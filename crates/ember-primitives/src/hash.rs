//! 32-byte hashes.

use sha2::{Digest, Sha256};
use std::fmt;

/// A 256-bit hash (txid, block hash, proof-of-work hash).
///
/// Stored in the internal (little-endian) byte order used on the wire;
/// displayed reversed, following the usual convention for block explorers.
#[derive(Clone, Copy, PartialEq, Eq, PartialOrd, Ord, Hash, Default)]
pub struct Hash256(pub [u8; 32]);

impl Hash256 {
    /// The all-zero hash.
    pub const ZERO: Hash256 = Hash256([0u8; 32]);

    /// Create from raw bytes (internal byte order).
    pub fn from_bytes(bytes: [u8; 32]) -> Self {
        Hash256(bytes)
    }

    /// The raw bytes in internal byte order.
    pub fn as_bytes(&self) -> &[u8; 32] {
        &self.0
    }

    /// Whether every byte is zero.
    pub fn is_zero(&self) -> bool {
        self.0 == [0u8; 32]
    }
}

impl fmt::Display for Hash256 {
    fn fmt(&self, f: &mut fmt::Formatter<'_>) -> fmt::Result {
        let mut reversed = self.0;
        reversed.reverse();
        write!(f, "{}", hex::encode(reversed))
    }
}

impl fmt::Debug for Hash256 {
    fn fmt(&self, f: &mut fmt::Formatter<'_>) -> fmt::Result {
        write!(f, "Hash256({})", self)
    }
}

/// Double SHA-256 of `data`.
pub fn sha256d(data: &[u8]) -> Hash256 {
    let first = Sha256::digest(data);
    let second = Sha256::digest(first);
    Hash256(second.into())
}

#[cfg(test)]
mod tests {
    use super::*;

    #[test]
    fn test_sha256d_deterministic() {
        let a = sha256d(b"ember");
        let b = sha256d(b"ember");
        assert_eq!(a, b);
        assert_ne!(a, sha256d(b"Ember"));
    }

    #[test]
    fn test_display_reverses_byte_order() {
        let mut bytes = [0u8; 32];
        bytes[31] = 0xab;
        let hash = Hash256::from_bytes(bytes);
        assert!(hash.to_string().starts_with("ab"));
    }

    #[test]
    fn test_zero() {
        assert!(Hash256::ZERO.is_zero());
        assert!(!sha256d(b"x").is_zero());
    }
}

^^^^

Set the entries down again exactly, beginning with their first line and ending with the line that contains "for block explorers."; omit all other lines.

filename crates/ember-primitives/src/hash.rs
//! 32-byte hashes.

use sha2::{Digest, Sha256};
use std::fmt;

/// A 256-bit hash (txid, block hash, proof-of-work hash).
///
/// Stored in the internal (little-endian) byte order used on the wire;
/// displayed reversed, following the usual convention for block explorers.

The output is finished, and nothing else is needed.